Thalassemia continues to pose a serious public health challenge in India, with thousands of children dependent on lifelong blood transfusions and careful monitoring. While advances in screening and treatment have improved survival and quality of life, gaps remain in awareness, prevention and access to newer therapies. Hemant Kumar Rout discusses the evolving landscape of thalassemia management with Prof Rabindra Kumar Jena, director of clinical haematology, BMT and cellular therapy at Utkal Hospital, Bhubaneswar. Edited excerpts:
Blood disorders are often underdiagnosed in India. What are the most common haematological conditions you see in the country?
It’s true that the blood disorders are under-diagnosed across the country despite its incidence being highest among all the disciplines. About 60% of the Indian population suffer from anaemia as per the latest National Family Health Survey (NFHS-V).

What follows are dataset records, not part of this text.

use std::path::Path;
use std::sync::{Arc, Mutex};
use std::time::Duration;

use anyhow::{bail, Context, Result};
use async_trait::async_trait;
use rusqlite::types::ValueRef;
use rusqlite::{Connection, OpenFlags};
use tokio::sync::Semaphore;
use tracing::warn;

use crate::error::{StoreError, StoreResult};
use crate::ranking::PageScore;
use crate::repository::{GroupRef, PageRepository, PageRow, ScoreStats, TierCount};

const BUSY_TIMEOUT: Duration = Duration::from_secs(5);

/// Blocking tasks allowed in flight at once. They all share one connection,
/// so more would only park threads on the mutex.
const MAX_BLOCKING_CALLS: usize = 4;

const TIER_COLUMNS: &[&str] = &["bi_classification", "business_value_tier", "intelligence_value"];

/// SQLite-backed page store. Every call runs on tokio's blocking pool against
/// a single shared connection.
#[derive(Clone)]
pub struct SqliteStore {
    conn: Arc<Mutex<Connection>>,
    permits: Arc<Semaphore>,
    /// Whether `website_pages` has the business-value tier columns.
    tier_columns: bool,
}

impl SqliteStore {
    /// Open an existing database. The schema belongs to the ingestion side, so a
    /// missing file is a configuration error rather than something to create.
    pub fn open(path: &Path) -> Result<Self> {
        if !path.exists() {
            bail!("database not found at {:?} (set RANKER_DB_PATH or --db)", path);
        }
        let conn = Connection::open_with_flags(
            path,
            OpenFlags::SQLITE_OPEN_READ_WRITE | OpenFlags::SQLITE_OPEN_NO_MUTEX,
        )
        .with_context(|| format!("Failed to open {:?}", path))?;
        conn.execute_batch("PRAGMA journal_mode=WAL; PRAGMA foreign_keys=ON;")?;
        conn.busy_timeout(BUSY_TIMEOUT)?;
        let store = Self::from_connection(conn);
        if !store.tier_columns {
            warn!("website_pages has no tier columns, business value tiers will not be stored");
        }
        Ok(store)
    }

    pub fn from_connection(conn: Connection) -> Self {
        let tier_columns = has_tier_columns(&conn).unwrap_or(false);
        Self {
            conn: Arc::new(Mutex::new(conn)),
            permits: Arc::new(Semaphore::new(MAX_BLOCKING_CALLS)),
            tier_columns,
        }
    }

    async fn with_conn<T, F>(&self, f: F) -> StoreResult<T>
    where
        T: Send + 'static,
        F: FnOnce(&mut Connection) -> StoreResult<T> + Send + 'static,
    {
        let permit = Arc::clone(&self.permits)
            .acquire_owned()
            .await
            .map_err(|_| StoreError::Closed)?;
        let conn = Arc::clone(&self.conn);
        tokio::task::spawn_blocking(move || {
            let _permit = permit;
            let mut guard = conn.lock().map_err(|_| StoreError::Poisoned)?;
            f(&mut *guard)
        })
        .await?
    }

    /// Flagged top pages of one website, in rank order.
    pub async fn fetch_top_pages(&self, group_id: i64, limit: i64) -> StoreResult<Vec<TopPageRow>> {
        self.with_conn(move |conn| {
            let mut stmt = conn.prepare(
                "SELECT id, COALESCE(url, ''), COALESCE(title, ''), COALESCE(importance_score, 0),
                        COALESCE(category, 'general')
                 FROM website_pages
                 WHERE website_id = ?1 AND is_top_page = 1
                 ORDER BY importance_score DESC NULLS LAST,
                          sitemap_priority DESC NULLS LAST,
                          id
                 LIMIT ?2",
            )?;
            let rows = stmt
                .query_map(rusqlite::params![group_id, limit], |row| {
                    Ok(TopPageRow {
                        page_id: row.get(0)?,
                        url: row.get(1)?,
                        title: row.get(2)?,
                        importance_score: row.get(3)?,
                        category: row.get(4)?,
                    })
                })?
                .collect::<Result<Vec<_>, _>>()?;
            Ok(rows)
        })
        .await
    }
}

fn has_tier_columns(conn: &Connection) -> rusqlite::Result<bool> {
    let mut stmt = conn.prepare("SELECT name FROM pragma_table_info('website_pages')")?;
    let existing = stmt
        .query_map([], |row| row.get::<_, String>(0))?
        .collect::<Result<Vec<_>, _>>()?;
    Ok(TIER_COLUMNS.iter().all(|c| existing.iter().any(|e| e == c)))
}

// Ingested columns can hold NULLs or drifted types; they read as absent.

fn lenient_text(value: ValueRef<'_>) -> Option<String> {
    match value {
        ValueRef::Text(t) => Some(String::from_utf8_lossy(t).into_owned()),
        ValueRef::Integer(i) => Some(i.to_string()),
        ValueRef::Real(f) => Some(f.to_string()),
        ValueRef::Null | ValueRef::Blob(_) => None,
    }
}

fn lenient_f64(value: ValueRef<'_>) -> Option<f64> {
    match value {
        ValueRef::Real(f) => Some(f),
        ValueRef::Integer(i) => Some(i as f64),
        ValueRef::Text(t) => std::str::from_utf8(t).ok()?.trim().parse().ok(),
        ValueRef::Null | ValueRef::Blob(_) => None,
    }
}

pub struct TopPageRow {
    pub page_id: i64,
    pub url: String,
    pub title: String,
    pub importance_score: i64,
    pub category: String,
}

#[async_trait]
impl PageRepository for SqliteStore {
    // ── Batch ──

    async fn count_pages(&self) -> StoreResult<i64> {
        self.with_conn(|conn| {
            let n = conn.query_row("SELECT COUNT(*) FROM website_pages", [], |r| r.get(0))?;
            Ok(n)
        })
        .await
    }

    async fn fetch_page_window(&self, offset: i64, limit: i64) -> StoreResult<Vec<PageRow>> {
        self.with_conn(move |conn| {
            let mut stmt = conn.prepare_cached(
                "SELECT wp.id, wp.url, wp.title, wp.sitemap_priority, wp.last_modified,
                        w.domain, c.name, c.industry
                 FROM website_pages wp
                 LEFT JOIN websites w ON w.id = wp.website_id
                 LEFT JOIN companies c ON c.id = w.company_id
                 ORDER BY wp.id
                 LIMIT ?1 OFFSET ?2",
            )?;
            let rows = stmt
                .query_map(rusqlite::params![limit, offset], |row| {
                    Ok(PageRow {
                        id: row.get(0)?,
                        url: lenient_text(row.get_ref(1)?).unwrap_or_default(),
                        title: lenient_text(row.get_ref(2)?),
                        sitemap_priority: lenient_f64(row.get_ref(3)?),
                        last_modified: lenient_text(row.get_ref(4)?),
                        domain: lenient_text(row.get_ref(5)?).unwrap_or_default(),
                        owner_name: lenient_text(row.get_ref(6)?),
                        owner_industry: lenient_text(row.get_ref(7)?),
                    })
                })?
                .collect::<Result<Vec<_>, _>>()?;
            Ok(rows)
        })
        .await
    }

    async fn update_page_score(&self, page_id: i64, score: &PageScore) -> StoreResult<()> {
        let factors = serde_json::to_string(&score.factors)?;
        let importance_score = score.importance_score;
        let category = score.category;
        let tier = score.tier;
        let tier_columns = self.tier_columns;
        self.with_conn(move |conn| {
            let changed = if tier_columns {
                conn.prepare_cached(
                    "UPDATE website_pages
                     SET importance_score = ?1, category = ?2, ranking_factors = ?3,
                         bi_classification = ?4, business_value_tier = ?5, intelligence_value = ?6
                     WHERE id = ?7",
                )?
                .execute(rusqlite::params![
                    importance_score,
                    category.as_str(),
                    factors,
                    tier.class.as_str(),
                    tier.tier,
                    tier.intelligence,
                    page_id
                ])?
            } else {
                conn.prepare_cached(
                    "UPDATE website_pages
                     SET importance_score = ?1, category = ?2, ranking_factors = ?3
                     WHERE id = ?4",
                )?
                .execute(rusqlite::params![importance_score, category.as_str(), factors, page_id])?
            };
            if changed == 0 {
                return Err(StoreError::PageNotFound(page_id));
            }
            Ok(())
        })
        .await
    }

    // ── Top pages ──

    async fn list_completed_groups(&self) -> StoreResult<Vec<GroupRef>> {
        self.with_conn(|conn| {
            let mut stmt = conn.prepare(
                "SELECT w.id, c.name
                 FROM websites w
                 LEFT JOIN companies c ON c.id = w.company_id
                 WHERE w.analysis_status = 'completed'
                 ORDER BY w.id",
            )?;
            let rows = stmt
                .query_map([], |row| {
                    Ok(GroupRef {
                        group_id: row.get(0)?,
                        owner_name: row.get(1)?,
                    })
                })?
                .collect::<Result<Vec<_>, _>>()?;
            Ok(rows)
        })
        .await
    }

    async fn select_top_page_ids(&self, group_id: i64, limit: i64) -> StoreResult<Vec<i64>> {
        self.with_conn(move |conn| {
            let mut stmt = conn.prepare_cached(
                "SELECT id FROM website_pages
                 WHERE website_id = ?1
                 ORDER BY importance_score DESC NULLS LAST,
                          sitemap_priority DESC NULLS LAST,
                          id
                 LIMIT ?2",
            )?;
            let ids = stmt
                .query_map(rusqlite::params![group_id, limit], |row| row.get(0))?
                .collect::<Result<Vec<i64>, _>>()?;
            Ok(ids)
        })
        .await
    }

    async fn set_top_page_flag(&self, page_ids: &[i64], value: bool) -> StoreResult<()> {
        let page_ids = page_ids.to_vec();
        self.with_conn(move |conn| {
            let tx = conn.transaction()?;
            {
                let mut stmt = tx.prepare("UPDATE website_pages SET is_top_page = ?1 WHERE id = ?2")?;
                for id in &page_ids {
                    stmt.execute(rusqlite::params![value, id])?;
                }
            }
            tx.commit()?;
            Ok(())
        })
        .await
    }

    async fn replace_top_pages(&self, group_id: i64, page_ids: &[i64]) -> StoreResult<()> {
        let page_ids = page_ids.to_vec();
        self.with_conn(move |conn| {
            let tx = conn.transaction()?;
            tx.execute(
                "UPDATE website_pages SET is_top_page = 0
                 WHERE website_id = ?1 AND is_top_page = 1",
                [group_id],
            )?;
            {
                let mut stmt = tx.prepare(
                    "UPDATE website_pages SET is_top_page = 1
                     WHERE id = ?1 AND website_id = ?2",
                )?;
                for id in &page_ids {
                    stmt.execute(rusqlite::params![id, group_id])?;
                }
            }
            tx.commit()?;
            Ok(())
        })
        .await
    }

    // ── Stats ──

    async fn aggregate_score_stats(&self) -> StoreResult<ScoreStats> {
        self.with_conn(|conn| {
            let stats = conn.query_row(
                "SELECT COUNT(*),
                        COUNT(CASE WHEN is_top_page = 1 THEN 1 END),
                        AVG(importance_score),
                        MIN(importance_score),
                        MAX(importance_score)
                 FROM website_pages
                 WHERE importance_score IS NOT NULL",
                [],
                |r| {
                    Ok(ScoreStats {
                        ranked_count: r.get(0)?,
                        top_count: r.get(1)?,
                        avg_score: r.get(2)?,
                        min_score: r.get(3)?,
                        max_score: r.get(4)?,
                    })
                },
            )?;
            Ok(stats)
        })
        .await
    }

    async fn category_breakdown(&self) -> StoreResult<Vec<(String, i64)>> {
        self.with_conn(|conn| {
            let mut stmt = conn.prepare(
                "SELECT category, COUNT(*) AS n
                 FROM website_pages
                 WHERE importance_score IS NOT NULL AND category IS NOT NULL
                 GROUP BY category
                 ORDER BY n DESC, category",
            )?;
            let rows = stmt
                .query_map([], |r| Ok((r.get(0)?, r.get(1)?)))?
                .collect::<Result<Vec<_>, _>>()?;
            Ok(rows)
        })
        .await
    }

    async fn tier_breakdown(&self) -> StoreResult<Vec<TierCount>> {
        if !self.tier_columns {
            return Ok(Vec::new());
        }
        self.with_conn(|conn| {
            let mut stmt = conn.prepare(
                "SELECT business_value_tier, bi_classification, COUNT(*) AS n
                 FROM website_pages
                 WHERE importance_score IS NOT NULL
                   AND business_value_tier IS NOT NULL
                   AND bi_classification IS NOT NULL
                   AND bi_classification != 'unclassified'
                 GROUP BY business_value_tier, bi_classification
                 ORDER BY business_value_tier, n DESC, bi_classification",
            )?;
            let rows = stmt
                .query_map([], |r| {
                    Ok(TierCount {
                        tier: r.get(0)?,
                        class: r.get(1)?,
                        count: r.get(2)?,
                    })
                })?
                .collect::<Result<Vec<_>, _>>()?;
            Ok(rows)
        })
        .await
    }
}

// ── Test support ──

#[cfg(test)]
#[derive(Debug, Clone, PartialEq)]
pub struct StoredPage {
    pub importance_score: Option<i64>,
    pub category: Option<String>,
    pub ranking_factors: Option<String>,
    pub is_top_page: bool,
    pub bi_classification: Option<String>,
    pub business_value_tier: Option<i64>,
}

#[cfg(test)]
impl SqliteStore {
    pub fn stored_page(&self, page_id: i64) -> StoredPage {
        let conn = self.conn.lock().unwrap();
        conn.query_row(
            "SELECT importance_score, category, ranking_factors, is_top_page,
                    bi_classification, business_value_tier
             FROM website_pages WHERE id = ?1",
            [page_id],
            |r| {
                Ok(StoredPage {
                    importance_score: r.get(0)?,
                    category: r.get(1)?,
                    ranking_factors: r.get(2)?,
                    is_top_page: r.get(3)?,
                    bi_classification: r.get(4)?,
                    business_value_tier: r.get(5)?,
                })
            },
        )
        .unwrap()
    }

    pub fn top_page_ids(&self, group_id: i64) -> Vec<i64> {
        let conn = self.conn.lock().unwrap();
        let mut stmt = conn
            .prepare("SELECT id FROM website_pages WHERE website_id = ?1 AND is_top_page = 1 ORDER BY id")
            .unwrap();
        let ids = stmt
            .query_map([group_id], |r| r.get(0))
            .unwrap()
            .collect::<Result<Vec<i64>, _>>()
            .unwrap();
        ids
    }

    pub fn execute(&self, sql: &str) {
        self.conn.lock().unwrap().execute_batch(sql).unwrap();
    }
}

Genetic blood diseases like sickle cell disease and thalassemia constitute about 3-8% and 3-4% of the Indian population respectively as per the latest data generated by National Sickle Cell Anaemia Elimination Programme (NSAEP). Platelet disorders including ITP, coagulation disorders like Haemophilia, haematological cancer like leukaemia, myeloma and lymphoma etc are also seen commonly in the country.
How serious is the burden of thalassemia?
About 10,000-15,000 infants are born with thalassemia major annually who require regular blood transfusion and other medication for survival.
On an average Rs 2 lakh is spent per annum for optimal management of each thalassemia child. In addition, the loss of working days by parents adds on leading to tremendous socio economic burden.
Why do patients often report late and what are the warning signs people usually ignore?
Lack of awareness, inadequate health infrastructure in certain regions and un-supportive family are main causes of late reporting.
Anaemia, weakness, swelling of abdomen due to enlargement of spleen and liver, jaundice, delayed physical development in child and similar health conditions with other siblings are major warning signs.
What are the long-term complications in untreated or poorly managed patients?
Every organ can be affected in thalassemia major patients due to excess deposit of iron and persistent anaemia. Bony abnormalities, malfunction of liver, kidney, endocrine organs, heart, nervous system and skin colouration are long term complications.
Can thalassemia be prevented?
Yes, it can be prevented by preventing the birth of a major child or by curing the existing gene abnormalities.
Families can go for detection of carriers and counselling to avoid marriage among carriers. One carrier can marry a normal counterpart, but marriage between two carriers should be avoided.
Identification of abnormalities of the foetus at 14-16 weeks of pregnancy through genetic study is important.
If thalassemia is diagnosed, allogeneic BMT should be carried preferably below 10 years of age to correct the genetic abnormalities. Gene therapy is also emerging as an alternative curative option.
How effective are antenatal screening and genetic counselling in preventing thalassemia major births?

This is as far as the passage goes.